Task objective ▸ Your job with the data below: print everything from the line that holds "filename src/domain/dialog/dialog.rs" down to the line that holds "dialog's own caller.", ends included, exactly, and nothing else.

Supplied data ▸
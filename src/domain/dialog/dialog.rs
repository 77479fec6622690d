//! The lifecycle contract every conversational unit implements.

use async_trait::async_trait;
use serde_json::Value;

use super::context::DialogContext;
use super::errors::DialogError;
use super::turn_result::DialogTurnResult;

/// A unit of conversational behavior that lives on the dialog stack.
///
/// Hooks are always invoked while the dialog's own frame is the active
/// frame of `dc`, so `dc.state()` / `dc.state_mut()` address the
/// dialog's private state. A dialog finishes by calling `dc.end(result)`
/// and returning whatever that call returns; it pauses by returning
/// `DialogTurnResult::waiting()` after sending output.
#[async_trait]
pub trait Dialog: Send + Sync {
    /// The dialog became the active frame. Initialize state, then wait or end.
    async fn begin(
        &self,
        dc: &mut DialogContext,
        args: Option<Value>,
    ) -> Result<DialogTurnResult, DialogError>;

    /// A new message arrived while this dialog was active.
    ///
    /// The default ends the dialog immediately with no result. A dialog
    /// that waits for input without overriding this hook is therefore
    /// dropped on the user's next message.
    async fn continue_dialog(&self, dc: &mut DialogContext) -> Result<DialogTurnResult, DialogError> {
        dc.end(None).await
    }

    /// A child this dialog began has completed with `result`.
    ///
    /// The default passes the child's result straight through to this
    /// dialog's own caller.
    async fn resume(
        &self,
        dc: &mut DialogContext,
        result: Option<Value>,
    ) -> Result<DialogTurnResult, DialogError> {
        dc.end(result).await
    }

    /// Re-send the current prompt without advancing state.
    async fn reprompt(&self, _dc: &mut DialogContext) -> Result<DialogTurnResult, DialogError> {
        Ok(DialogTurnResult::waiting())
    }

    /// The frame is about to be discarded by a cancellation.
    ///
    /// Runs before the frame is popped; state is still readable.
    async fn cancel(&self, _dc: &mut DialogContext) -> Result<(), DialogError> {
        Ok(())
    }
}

...

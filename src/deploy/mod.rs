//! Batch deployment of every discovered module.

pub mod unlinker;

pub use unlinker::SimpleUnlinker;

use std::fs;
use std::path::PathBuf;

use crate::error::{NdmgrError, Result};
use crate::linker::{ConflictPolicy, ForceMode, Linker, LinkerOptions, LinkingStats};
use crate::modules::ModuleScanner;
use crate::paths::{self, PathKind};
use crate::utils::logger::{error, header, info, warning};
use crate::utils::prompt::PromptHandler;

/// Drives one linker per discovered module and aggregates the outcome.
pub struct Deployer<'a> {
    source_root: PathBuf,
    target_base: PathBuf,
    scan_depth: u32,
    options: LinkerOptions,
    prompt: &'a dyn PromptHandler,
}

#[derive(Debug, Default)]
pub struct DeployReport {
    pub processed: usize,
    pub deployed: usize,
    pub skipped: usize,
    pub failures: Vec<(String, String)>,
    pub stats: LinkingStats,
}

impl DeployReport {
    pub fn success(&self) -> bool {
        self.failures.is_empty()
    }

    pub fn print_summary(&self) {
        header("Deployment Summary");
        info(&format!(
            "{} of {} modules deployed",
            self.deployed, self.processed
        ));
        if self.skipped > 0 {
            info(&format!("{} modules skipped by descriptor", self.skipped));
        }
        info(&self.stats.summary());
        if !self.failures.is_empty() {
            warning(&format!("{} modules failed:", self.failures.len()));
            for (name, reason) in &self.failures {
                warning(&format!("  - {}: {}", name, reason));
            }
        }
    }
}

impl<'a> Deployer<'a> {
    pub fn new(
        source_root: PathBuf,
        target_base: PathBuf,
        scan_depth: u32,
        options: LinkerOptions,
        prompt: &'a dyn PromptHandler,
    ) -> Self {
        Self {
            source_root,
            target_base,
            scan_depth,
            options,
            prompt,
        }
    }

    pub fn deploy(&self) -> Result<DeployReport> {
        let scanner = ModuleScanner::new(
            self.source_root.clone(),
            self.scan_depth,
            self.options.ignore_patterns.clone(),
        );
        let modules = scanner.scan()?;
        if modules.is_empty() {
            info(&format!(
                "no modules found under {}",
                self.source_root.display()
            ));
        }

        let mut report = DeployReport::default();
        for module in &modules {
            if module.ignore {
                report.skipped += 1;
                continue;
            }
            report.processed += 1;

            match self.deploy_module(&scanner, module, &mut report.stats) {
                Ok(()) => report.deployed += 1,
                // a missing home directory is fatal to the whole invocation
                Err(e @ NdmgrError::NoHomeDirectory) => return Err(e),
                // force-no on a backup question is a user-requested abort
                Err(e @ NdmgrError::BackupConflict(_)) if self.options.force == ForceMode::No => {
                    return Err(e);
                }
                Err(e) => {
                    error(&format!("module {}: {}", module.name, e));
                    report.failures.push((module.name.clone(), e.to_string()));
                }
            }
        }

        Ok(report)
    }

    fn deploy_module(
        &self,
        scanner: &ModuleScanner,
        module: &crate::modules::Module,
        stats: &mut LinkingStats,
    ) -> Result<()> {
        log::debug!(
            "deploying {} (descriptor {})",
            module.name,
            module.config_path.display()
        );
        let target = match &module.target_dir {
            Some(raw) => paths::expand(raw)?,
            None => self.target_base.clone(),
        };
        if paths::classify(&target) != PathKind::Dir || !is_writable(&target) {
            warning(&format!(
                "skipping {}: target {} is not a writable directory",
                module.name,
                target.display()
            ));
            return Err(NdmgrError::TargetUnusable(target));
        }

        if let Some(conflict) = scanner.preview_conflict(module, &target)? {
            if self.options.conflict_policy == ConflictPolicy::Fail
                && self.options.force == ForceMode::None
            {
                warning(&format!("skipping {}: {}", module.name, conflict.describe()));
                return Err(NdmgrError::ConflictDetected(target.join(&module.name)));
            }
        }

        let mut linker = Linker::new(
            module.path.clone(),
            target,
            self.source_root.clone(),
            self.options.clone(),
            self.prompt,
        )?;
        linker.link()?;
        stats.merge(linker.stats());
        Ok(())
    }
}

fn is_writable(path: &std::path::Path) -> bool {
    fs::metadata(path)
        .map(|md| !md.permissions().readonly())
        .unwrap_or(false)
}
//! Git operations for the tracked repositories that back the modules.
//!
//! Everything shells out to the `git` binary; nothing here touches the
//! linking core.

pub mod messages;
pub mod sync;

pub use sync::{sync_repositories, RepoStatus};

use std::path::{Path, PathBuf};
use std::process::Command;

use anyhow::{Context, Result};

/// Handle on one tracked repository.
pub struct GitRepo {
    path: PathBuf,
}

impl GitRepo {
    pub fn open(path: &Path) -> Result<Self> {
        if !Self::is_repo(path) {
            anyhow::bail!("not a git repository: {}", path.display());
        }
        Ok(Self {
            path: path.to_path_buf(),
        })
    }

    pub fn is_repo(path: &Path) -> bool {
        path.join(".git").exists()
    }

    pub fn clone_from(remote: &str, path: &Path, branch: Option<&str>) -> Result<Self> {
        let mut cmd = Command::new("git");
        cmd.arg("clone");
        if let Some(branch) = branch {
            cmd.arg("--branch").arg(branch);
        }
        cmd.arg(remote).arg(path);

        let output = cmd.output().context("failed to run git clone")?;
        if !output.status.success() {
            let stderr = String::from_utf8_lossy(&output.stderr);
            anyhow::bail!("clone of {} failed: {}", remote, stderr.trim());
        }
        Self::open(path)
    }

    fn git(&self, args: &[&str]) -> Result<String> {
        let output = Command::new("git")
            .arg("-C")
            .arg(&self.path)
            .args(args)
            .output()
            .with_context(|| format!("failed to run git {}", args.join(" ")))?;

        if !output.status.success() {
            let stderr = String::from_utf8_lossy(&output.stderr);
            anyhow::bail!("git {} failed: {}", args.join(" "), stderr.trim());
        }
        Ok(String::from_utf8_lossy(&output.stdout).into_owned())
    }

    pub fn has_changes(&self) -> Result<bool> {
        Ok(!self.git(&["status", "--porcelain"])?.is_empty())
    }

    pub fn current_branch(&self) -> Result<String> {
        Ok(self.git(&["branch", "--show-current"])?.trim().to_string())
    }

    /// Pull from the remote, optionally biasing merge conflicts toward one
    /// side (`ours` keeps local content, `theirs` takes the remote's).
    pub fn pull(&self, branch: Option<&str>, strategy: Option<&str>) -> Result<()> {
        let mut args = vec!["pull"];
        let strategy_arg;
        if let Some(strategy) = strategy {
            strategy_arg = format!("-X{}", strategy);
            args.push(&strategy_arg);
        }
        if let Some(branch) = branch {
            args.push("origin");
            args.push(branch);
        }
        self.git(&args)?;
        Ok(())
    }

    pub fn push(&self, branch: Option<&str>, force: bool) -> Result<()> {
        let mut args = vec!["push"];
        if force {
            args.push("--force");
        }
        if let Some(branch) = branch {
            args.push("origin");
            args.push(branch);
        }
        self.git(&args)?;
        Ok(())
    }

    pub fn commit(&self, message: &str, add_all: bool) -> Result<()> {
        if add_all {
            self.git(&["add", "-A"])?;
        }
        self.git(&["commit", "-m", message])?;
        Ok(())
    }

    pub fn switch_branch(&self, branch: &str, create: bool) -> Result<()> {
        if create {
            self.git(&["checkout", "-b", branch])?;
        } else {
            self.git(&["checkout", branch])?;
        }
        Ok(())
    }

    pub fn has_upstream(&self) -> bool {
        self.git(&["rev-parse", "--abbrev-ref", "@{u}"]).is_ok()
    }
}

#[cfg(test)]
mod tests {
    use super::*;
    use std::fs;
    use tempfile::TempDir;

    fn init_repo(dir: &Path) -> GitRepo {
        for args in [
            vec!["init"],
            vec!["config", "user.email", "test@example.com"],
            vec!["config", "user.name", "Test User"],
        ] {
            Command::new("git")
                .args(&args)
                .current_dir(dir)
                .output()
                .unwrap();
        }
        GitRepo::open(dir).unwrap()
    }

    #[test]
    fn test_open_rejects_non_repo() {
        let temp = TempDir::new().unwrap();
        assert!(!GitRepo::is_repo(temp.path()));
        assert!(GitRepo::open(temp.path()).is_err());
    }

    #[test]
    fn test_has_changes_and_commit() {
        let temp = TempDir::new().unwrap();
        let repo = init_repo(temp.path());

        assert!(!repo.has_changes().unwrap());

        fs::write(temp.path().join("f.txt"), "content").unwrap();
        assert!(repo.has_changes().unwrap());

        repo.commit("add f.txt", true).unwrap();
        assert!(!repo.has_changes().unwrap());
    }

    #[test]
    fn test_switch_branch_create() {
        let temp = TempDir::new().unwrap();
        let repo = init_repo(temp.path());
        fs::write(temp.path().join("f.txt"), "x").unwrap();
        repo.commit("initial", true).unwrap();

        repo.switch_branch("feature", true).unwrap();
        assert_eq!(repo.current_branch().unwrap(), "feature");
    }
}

Written response ▸
filename src/domain/dialog/dialog.rs
repository 77479fec6622690d
//! The lifecycle contract every conversational unit implements.

use async_trait::async_trait;
use serde_json::Value;

use super::context::DialogContext;
use super::errors::DialogError;
use super::turn_result::DialogTurnResult;

/// A unit of conversational behavior that lives on the dialog stack.
///
/// Hooks are always invoked while the dialog's own frame is the active
/// frame of `dc`, so `dc.state()` / `dc.state_mut()` address the
/// dialog's private state. A dialog finishes by calling `dc.end(result)`
/// and returning whatever that call returns; it pauses by returning
/// `DialogTurnResult::waiting()` after sending output.
#[async_trait]
pub trait Dialog: Send + Sync {
    /// The dialog became the active frame. Initialize state, then wait or end.
    async fn begin(
        &self,
        dc: &mut DialogContext,
        args: Option<Value>,
    ) -> Result<DialogTurnResult, DialogError>;

    /// A new message arrived while this dialog was active.
    ///
    /// The default ends the dialog immediately with no result. A dialog
    /// that waits for input without overriding this hook is therefore
    /// dropped on the user's next message.
    async fn continue_dialog(&self, dc: &mut DialogContext) -> Result<DialogTurnResult, DialogError> {
        dc.end(None).await
    }

    /// A child this dialog began has completed with `result`.
    ///
    /// The default passes the child's result straight through to this
    /// dialog's own caller.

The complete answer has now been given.